Festival director and NCAC boss, Keshi, said she was impressed with the turnout of participants. According to her, the festival holds great potentials for the country and should be encouraged by all. She also hoped to raise the bar of the festival in subsequent editions with a view to attracting private sector patronage.
“I will be looking forward to raising the bar for NAFEST and put more structures in place to make it less dependent on budget. This sector holds a lot of economic value for the country and it should be well packaged and presented in such a manner that it will attract private sector’s sponsorship,” she said.
The second day of the festival witnessed the creative ingenuity of Nigerians, as indoor activities commenced at various venues. Events featured include dance drama from participating states, paintings; children essay writing and traditional wrestling competitions.

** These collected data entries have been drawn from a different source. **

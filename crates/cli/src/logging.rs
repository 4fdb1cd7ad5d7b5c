use anyhow::Result;
use tracing::Level;
use tracing_subscriber::{EnvFilter, layer::SubscriberExt, util::SubscriberInitExt};

/// Initialize logging for the CLI
///
/// Logs go to stderr so command output on stdout stays machine-readable.
/// `RUST_LOG` overrides the level given on the command line.
pub fn init_logging(log_level: Level, json: bool) -> Result<()> {
    let level_str = log_level.as_str().to_lowercase();
    let env_filter = EnvFilter::try_from_default_env().unwrap_or_else(|_| {
        format!("quicksurf={level_str},quicksurf_http={level_str},quicksurf_core={level_str}").into()
    });

    let fmt_layer = tracing_subscriber::fmt::layer()
        .with_writer(std::io::stderr)
        .with_target(true);

    if json {
        tracing_subscriber::registry()
            .with(env_filter)
            .with(fmt_layer.json())
            .try_init()?;
    } else {
        tracing_subscriber::registry()
            .with(env_filter)
            .with(fmt_layer)
            .try_init()?;
    }

    Ok(())
}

Working around the central theme, “Celebrating Nigeria At 100: The Role Of Culture As A Vehicle For National Unity,” each group and state attempted to outdo one another in the various competing events, but not without losing focus on the intrinsic message as the nation begins a journey towards another 100 years of common existence.

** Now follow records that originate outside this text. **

//! CLI commands

use anyhow::{Context, Result, bail};
use clap::{Subcommand, ValueEnum};
use quicksurf_http::client::{ApiRequest, ClientError, QuicksurfClient};
use quicksurf_http::types::{AirtimePurchase, DataPurchase, Network, RegisterRequest};
use reqwest::Method;
use rust_decimal::Decimal;
use serde_json::{Value, json};
use tracing::info;

#[derive(Subcommand)]
pub enum Commands {
    /// Log in and remember the session
    Login {
        #[arg(long)]
        email: String,

        #[arg(long, env = "QUICKSURF_PASSWORD", hide_env_values = true)]
        password: String,

        /// Keep credentials for this process only
        #[arg(long)]
        no_remember: bool,
    },

    /// Create an account
    Register {
        #[arg(long)]
        email: String,

        #[arg(long, env = "QUICKSURF_PASSWORD", hide_env_values = true)]
        password: String,

        /// Password confirmation (defaults to the password)
        #[arg(long)]
        confirm: Option<String>,

        #[arg(long)]
        first_name: String,

        #[arg(long)]
        last_name: String,
    },

    /// Forget stored credentials
    Logout,

    /// Show the logged-in user
    Whoami,

    /// Show the wallet balance
    Wallet,

    /// List recent purchases
    History {
        #[arg(value_enum)]
        kind: PurchaseKind,

        #[arg(long, default_value = "10")]
        page_size: u32,
    },

    /// Buy airtime or data
    Buy {
        #[command(subcommand)]
        command: BuyCommands,
    },

    /// Exchange the refresh token for a new access token
    Refresh,

    /// Send an arbitrary authenticated request and print the response
    Request {
        /// HTTP method
        method: String,

        /// Path below the API root, or an absolute URL
        target: String,

        /// JSON request body
        #[arg(long)]
        body: Option<String>,
    },
}

#[derive(Clone, Copy, Debug, ValueEnum)]
pub enum PurchaseKind {
    Airtime,
    Data,
}

#[derive(Subcommand)]
pub enum BuyCommands {
    /// Top up airtime
    Airtime {
        #[arg(long)]
        network: Network,

        #[arg(long)]
        phone: String,

        #[arg(long)]
        amount: Decimal,
    },

    /// Buy a data bundle
    Data {
        #[arg(long)]
        network: Network,

        #[arg(long)]
        phone: String,

        #[arg(long)]
        amount: Decimal,

        /// Plan code, e.g. 1GB
        #[arg(long)]
        plan: String,
    },
}

impl Commands {
    pub async fn execute(self, client: &QuicksurfClient) -> Result<()> {
        match self {
            Self::Login {
                email,
                password,
                no_remember,
            } => {
                client
                    .login(&email, &password, !no_remember)
                    .await
                    .map_err(|e| describe(e, "Invalid credentials"))?;
                info!(email = %email, "Login successful");
                print_json(&json!({ "logged_in": true, "remembered": !no_remember }))
            }

            Self::Register {
                email,
                password,
                confirm,
                first_name,
                last_name,
            } => {
                let confirm = confirm.unwrap_or_else(|| password.clone());
                let request =
                    RegisterRequest::new(email, password, confirm, first_name, last_name);
                let tokens = client
                    .register(&request)
                    .await
                    .map_err(|e| describe(e, "Registration failed"))?;
                print_json(&json!({ "registered": true, "logged_in": tokens.is_some() }))
            }

            Self::Logout => {
                client.logout();
                print_json(&json!({ "logged_in": false }))
            }

            Self::Whoami => {
                require_login(client)?;
                let me = client.me().await.map_err(session_error)?;
                print_json(&me)
            }

            Self::Wallet => {
                require_login(client)?;
                let wallet = client.wallet().await.map_err(session_error)?;
                print_json(&wallet)
            }

            Self::History { kind, page_size } => {
                require_login(client)?;
                match kind {
                    PurchaseKind::Airtime => {
                        print_json(&client.airtime_history(page_size).await.map_err(session_error)?)
                    }
                    PurchaseKind::Data => {
                        print_json(&client.data_history(page_size).await.map_err(session_error)?)
                    }
                }
            }

            Self::Buy { command } => {
                require_login(client)?;
                let ack = match command {
                    BuyCommands::Airtime {
                        network,
                        phone,
                        amount,
                    } => {
                        let order = AirtimePurchase::new(network, &phone, amount);
                        client.buy_airtime(&order).await
                    }
                    BuyCommands::Data {
                        network,
                        phone,
                        amount,
                        plan,
                    } => {
                        let order = DataPurchase::new(network, &phone, amount, plan);
                        client.buy_data(&order).await
                    }
                }
                .map_err(session_error)?;
                print_json(&ack)
            }

            Self::Refresh => {
                client
                    .refresh()
                    .await
                    .context("Could not refresh the session; log in again")?;
                print_json(&json!({ "refreshed": true }))
            }

            Self::Request {
                method,
                target,
                body,
            } => {
                let request = build_request(&method, target, body.as_deref())?;
                let response = client.request(request).await?;
                let status = response.status();
                let text = response.text().await?;

                eprintln!("{status}");
                match serde_json::from_str::<Value>(&text) {
                    Ok(value) => print_json(&value)?,
                    Err(_) if !text.is_empty() => println!("{text}"),
                    Err(_) => {}
                }

                if !status.is_success() {
                    bail!("request failed with {status}");
                }
                Ok(())
            }
        }
    }
}

fn build_request(method: &str, target: String, body: Option<&str>) -> Result<ApiRequest> {
    let method = Method::from_bytes(method.to_ascii_uppercase().as_bytes())
        .with_context(|| format!("invalid HTTP method '{method}'"))?;

    let request = ApiRequest::new(method, target);
    match body {
        Some(body) => {
            let value: Value = serde_json::from_str(body).context("--body must be valid JSON")?;
            Ok(request.json(&value)?)
        }
        None => Ok(request),
    }
}

fn require_login(client: &QuicksurfClient) -> Result<()> {
    if !client.is_authenticated() {
        bail!("Not logged in. Run `quicksurf login` first.");
    }
    Ok(())
}

fn session_error(err: ClientError) -> anyhow::Error {
    if err.is_unauthorized() {
        anyhow::anyhow!("Session expired. Run `quicksurf login` again.")
    } else {
        err.into()
    }
}

/// Prefer the server's `detail`/`error` message over the raw status
fn describe(err: ClientError, fallback: &str) -> anyhow::Error {
    if let ClientError::Status { body, .. } = &err {
        let detail = serde_json::from_str::<Value>(body).ok().and_then(|v| {
            v.get("detail")
                .or_else(|| v.get("error"))
                .and_then(Value::as_str)
                .map(str::to_string)
        });
        return anyhow::anyhow!(detail.unwrap_or_else(|| fallback.to_string()));
    }
    err.into()
}

fn print_json<T: serde::Serialize + ?Sized>(value: &T) -> Result<()> {
    println!("{}", serde_json::to_string_pretty(value)?);
    Ok(())
}

#[cfg(test)]
mod tests {
    use super::*;
    use reqwest::StatusCode;

    #[test]
    fn request_method_is_case_insensitive() {
        let request = build_request("post", "/echo/".into(), Some(r#"{"a":1}"#)).unwrap();
        assert_eq!(request.method, Method::POST);
        assert!(request.body.is_some());
    }

    #[test]
    fn request_body_must_be_json() {
        assert!(build_request("POST", "/echo/".into(), Some("{oops")).is_err());
    }

    #[test]
    fn server_detail_is_surfaced() {
        let err = ClientError::from_status(
            StatusCode::BAD_REQUEST,
            r#"{"detail":"Email already registered"}"#.into(),
        );
        assert_eq!(describe(err, "Registration failed").to_string(), "Email already registered");

        let err = ClientError::from_status(StatusCode::BAD_REQUEST, "<html>".into());
        assert_eq!(describe(err, "Registration failed").to_string(), "Registration failed");
    }

    #[test]
    fn expired_session_message() {
        let err = ClientError::from_status(StatusCode::UNAUTHORIZED, String::new());
        assert!(session_error(err).to_string().contains("login"));
    }
}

States such as Kogi, Ebonyi, Bayelsa and Akwa Ibom presented well-choreographed performances that bore witness to high-level commitment to theatre performance.

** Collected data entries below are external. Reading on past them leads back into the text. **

use actix_web::{http::StatusCode, HttpResponse, ResponseError};
use leptos::logging;
use serde::Serialize;
use thiserror::Error;

use crate::db::StoreError;

/// Every failure an API handler can report. Rendered as `{"message": ...}`.
#[derive(Error, Debug)]
pub enum ApiError {
    #[error("Product not found")]
    NotFound,

    #[error("Route not found")]
    UnknownRoute,

    #[error("Review validation failed: missing {}", .0.join(", "))]
    ValidationMissing(Vec<&'static str>),

    #[error("Malformed payload: {0}")]
    MalformedPayload(String),

    #[error(transparent)]
    Store(#[from] StoreError),
}

#[derive(Serialize)]
struct ErrorBody {
    message: String,
}

impl ResponseError for ApiError {
    fn status_code(&self) -> StatusCode {
        match self {
            ApiError::NotFound | ApiError::UnknownRoute => StatusCode::NOT_FOUND,
            ApiError::MalformedPayload(_) => StatusCode::BAD_REQUEST,
            ApiError::ValidationMissing(_) | ApiError::Store(_) => {
                StatusCode::INTERNAL_SERVER_ERROR
            }
        }
    }

    fn error_response(&self) -> HttpResponse {
        let status = self.status_code();
        if status.is_server_error() {
            logging::error!("[API] {}", self);
        } else {
            logging::log!("[API] {}: {}", status, self);
        }
        HttpResponse::build(status).json(ErrorBody {
            message: self.to_string(),
        })
    }
}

Tilted, Pot of Unity, Kogi State featured three major ethnic groups in Nigeria, their dominant occupations and what each holds for the survival and sustenance of mother Nigeria represented by a female figured cladded in Nigerian in our national colours of green, white and green.
Akwa Ibom not only displayed richness in colours, which the state is known for, it also presented an elaborate dance drama that captures Nigeria at inception before the setting in of dissenting voices of religion, politics and ethnicity. What follow is division, violence and killings and it takes divine intervention to resolve the conflict and cure the afflicted nation of poverty and deprivation occasioned by segregation.
Ebonyi State Cultural Troupe in their presentation holds imperialists responsible for taking away the symbol of the nation’s strength. With resilience and patriotism however, the oppressors were defeated, but not without a prize. Some warriors patriotically laid down their lives for the freedom of the society. The Troupe expressed the need not to let the labour of such heroes be in vain and they made their exit.
Generally, there was an ample use of costume while the stage was fully lit for embellishment. The use of space by performers was encouraging and buttressed professionalism and adequate knowledge of stage rules. Multiplicity of stage doors at the main bowl of the newly inaugurated International Conference Centre provided the needed technicality to the show.
Also holding on the second day was the Festival Colloquium – the intellectual segment of the festival. The forum attracted resource persons and eminent scholars from the academia, who took time to appraise the way forward for the sector.
The keynote, “Celebrating Nigeria At 100: The Role of Culture in National Development,” was delivered by Professor Eddie Iji of the Department of Theatre Arts, University of Calabar.
Other papers include, “Literature, Creativity and Nigerian Youth in the Next Century,” by Mr. Victor Anoliefo, “Quill Master, Abuja Literary Society and Postage Stamp: A Means of Cultural Promotion and Unity,” by Mr. Taye Olaniyi.
Other discussants include Professor Ojo Rasaki Bakare, Department of Theatre and Media Arts, Federal University, Oye-Ekiti, Dr. Eugene Nweke of the Department of Political Science, Ebonyi State University, Abakaliki, as well as Mallam Ado Yahua, Director, Human Resources Department, NCAC, Abuja.
Considering the calibre of resource persons and the topics under discussion, NCAC boss, Keshi, expressed regret that the very group of people for whom the talks were prepared were not part of the forum.
She promised to get the youths to participate in the colloquium in subsequent editions. “You have brought the best brains to speak, but the consumers need to be here. Moving forward, we should bring in our young intellectual, they are the ones who stand to benefit from the talks”, she said.
Professor Chukwuemeka Ike was the chairman of the segment and in his remarks, he emphasised the need for Nigerians to be proud of their culture and tradition. According to him, he was involved in the drafting of Nigerian Cultural Policy in 1988 and is always enthusiastic to be part of any activity that is geared towards the promotion of culture.
He also used the opportunity to decline the common slang that the world is a global village. According to him, it was deliberately coined by the West to enslave Africa and Africans should desist from being further deceived.